Bruce Cree, MD: Before we talk about medications, I want to dig a little bit deeper into SPMS [secondary progressive multiple sclerosis] and some of the work that’s being done in terms of further characterizing it. I’m going to ask Fred to comment on this because this is some of his seminal work in trying to understand the relationship between disease activity and progression, and the utility of providing further classifications. Fred, do you want to take this one?
Fred D. Lublin, MD: Let’s look at the disease courses that Joe outlined earlier, which we published in I believe 1996. We looked at them again in 2012 or 2013 to see if they needed to be updated. We decided that the courses had served us well in the clinic, in clinical trials, and the regulators had used them and used them well.
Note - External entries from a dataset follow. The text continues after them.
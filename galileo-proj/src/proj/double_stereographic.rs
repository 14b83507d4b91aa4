use super::common::LATITUDE_EPSILON;
use super::{BaseProjection, ProjKind, ProjParameters};
use crate::bounds::Bounds;
use crate::ellipsoid::MAX_ITERATIONS;
use crate::error::GalileoProjError;
use std::f64::consts::{FRAC_PI_2, FRAC_PI_4};

/// Oblique stereographic projection.
///
/// The ellipsoid is first mapped conformally onto the Gauss sphere, which is then projected
/// stereographically around the image of the origin.
#[derive(Debug, Clone, PartialEq)]
pub struct DoubleStereographic {
    phi0: f64,
    e: f64,
    c: f64,
    k: f64,
    ratexp: f64,
    sin_c0: f64,
    cos_c0: f64,
    r2: f64,
}

impl DoubleStereographic {
    pub(super) fn new(params: &ProjParameters) -> Result<Self, GalileoProjError> {
        let lat_0 = ProjParameters::require(params.lat_0, "lat_0", ProjKind::DoubleStereographic)?;
        let phi0 = lat_0.to_radians();
        let e = params.ellipsoid.e();
        let es = params.ellipsoid.e2();

        let (sin_phi0, cos_phi0) = phi0.sin_cos();
        let c = (1.0 + es * cos_phi0.powi(4) / (1.0 - es)).sqrt();
        let rc = (1.0 - es).sqrt() / (1.0 - es * sin_phi0 * sin_phi0);
        let phic0 = (sin_phi0 / c).asin();
        let ratexp = 0.5 * c * e;
        let k = (0.5 * phic0 + FRAC_PI_4).tan()
            / ((0.5 * phi0 + FRAC_PI_4).tan().powf(c) * srat(e * sin_phi0, ratexp));

        Ok(Self {
            phi0,
            e,
            c,
            k,
            ratexp,
            sin_c0: phic0.sin(),
            cos_c0: phic0.cos(),
            r2: 2.0 * rc,
        })
    }

    fn to_sphere(&self, phi: f64, lambda: f64) -> (f64, f64) {
        let phi = 2.0
            * (self.k
                * (0.5 * phi + FRAC_PI_4).tan().powf(self.c)
                * srat(self.e * phi.sin(), self.ratexp))
            .atan()
            - FRAC_PI_2;
        (phi, self.c * lambda)
    }

    fn from_sphere(&self, phi: f64, lambda: f64) -> (f64, f64) {
        let num = ((0.5 * phi + FRAC_PI_4).tan() / self.k).powf(1.0 / self.c);
        let mut result = phi;
        for _ in 0..MAX_ITERATIONS {
            let next = 2.0 * (num * srat(self.e * result.sin(), -0.5 * self.e)).atan() - FRAC_PI_2;
            if (next - result).abs() < LATITUDE_EPSILON {
                return (next, lambda / self.c);
            }
            result = next;
        }

        (f64::NAN, lambda / self.c)
    }
}

fn srat(e_sin: f64, exp: f64) -> f64 {
    ((1.0 - e_sin) / (1.0 + e_sin)).powf(exp)
}

impl BaseProjection for DoubleStereographic {
    fn project(&self, phi: f64, lambda: f64) -> (f64, f64) {
        let (phi, lambda) = self.to_sphere(phi, lambda);
        let (sin_phi, cos_phi) = phi.sin_cos();
        let cos_lambda = lambda.cos();
        let k = self.r2 / (1.0 + self.sin_c0 * sin_phi + self.cos_c0 * cos_phi * cos_lambda);

        (
            k * cos_phi * lambda.sin(),
            k * (self.cos_c0 * sin_phi - self.sin_c0 * cos_phi * cos_lambda),
        )
    }

    fn invproject(&self, x: f64, y: f64) -> (f64, f64) {
        let rho = x.hypot(y);
        let (phi, lambda) = if rho != 0.0 {
            let c = 2.0 * rho.atan2(self.r2);
            let (sin_c, cos_c) = c.sin_cos();
            (
                (cos_c * self.sin_c0 + y * sin_c * self.cos_c0 / rho).asin(),
                (x * sin_c).atan2(rho * self.cos_c0 * cos_c - y * self.sin_c0 * sin_c),
            )
        } else {
            (self.sin_c0.asin(), 0.0)
        };

        self.from_sphere(phi, lambda)
    }

    fn algorithm_bounds(&self) -> Bounds {
        let lat0 = self.phi0.to_degrees();
        Bounds::from_lon_lat(
            -40.0,
            (lat0 - 40.0).max(-89.0),
            40.0,
            (lat0 + 40.0).min(89.0),
        )
    }
}

#[cfg(test)]
mod tests {
    use super::*;
    use crate::ellipsoid::Ellipsoid;
    use approx::assert_abs_diff_eq;

    fn rd_new() -> (DoubleStereographic, f64) {
        let ellipsoid = Ellipsoid::bessel1841();
        let sterea = DoubleStereographic::new(&ProjParameters {
            ellipsoid,
            lat_0: Some(52.15616055555555),
            ..Default::default()
        })
        .unwrap();
        (sterea, ellipsoid.a() * 0.9999079)
    }

    #[test]
    fn origin_maps_to_zero() {
        let (sterea, _) = rd_new();
        let (x, y) = sterea.project(f64::to_radians(52.15616055555555), 0.0);
        assert_abs_diff_eq!(x, 0.0, epsilon = 1e-12);
        assert_abs_diff_eq!(y, 0.0, epsilon = 1e-12);

        let (phi, lambda) = sterea.invproject(0.0, 0.0);
        assert_abs_diff_eq!(phi, f64::to_radians(52.15616055555555), epsilon = 1e-12);
        assert_abs_diff_eq!(lambda, 0.0, epsilon = 1e-12);
    }

    #[test]
    fn rd_new_reference_point() {
        // Point 53°N 6°E, lon_0 = 5°23'15.5"E.
        let (sterea, scale) = rd_new();
        let lon_0 = 5.0 + 23.0 / 60.0 + 15.5 / 3600.0;
        let (x, y) = sterea.project(f64::to_radians(53.0), f64::to_radians(6.0 - lon_0));

        assert_abs_diff_eq!(x * scale + 155_000.0, 196_105.283, epsilon = 0.01);
        assert_abs_diff_eq!(y * scale + 463_000.0, 557_057.739, epsilon = 0.01);

        let (phi, lambda) = sterea.invproject(x, y);
        assert_abs_diff_eq!(phi, f64::to_radians(53.0), epsilon = 1e-11);
        assert_abs_diff_eq!(lambda, f64::to_radians(6.0 - lon_0), epsilon = 1e-11);
    }
}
But we thought there were some changes that we needed to make.
One was that we wanted to have a way of assessing, in a dynamic way, where someone was at any given point. To do that, we added 2 subclasses, modifiers, on the courses. One was whether they were active or not active; because once you diagnose someone as having MS [multiple sclerosis], they have it for the rest of their lives until somebody takes the diagnosis away.
When you say someone has relapsing-remitting MS, they have it unless something changes. But over the years, especially with treated patients, you want to know how they’re doing. This is important for figuring out what you’re going to do with them—maintain a therapy, stop a therapy, or change a therapy.
We said, “Let’s characterize them as whether they’re active or not active.” In doing that, we said active meant having had either a relapse or new MRI activity. One of the important points that perhaps we didn’t stress enough because it’s caused considerable confusion, especially among regulators, is that that determination had to be framed in time. We said that you could pick whatever timeframe you want when you see your patient and characterize their activity, but that it should be annually at a minimum. That meant that you should have it assessed annually, whether there had been a relapse or a change in the MRI in the last year.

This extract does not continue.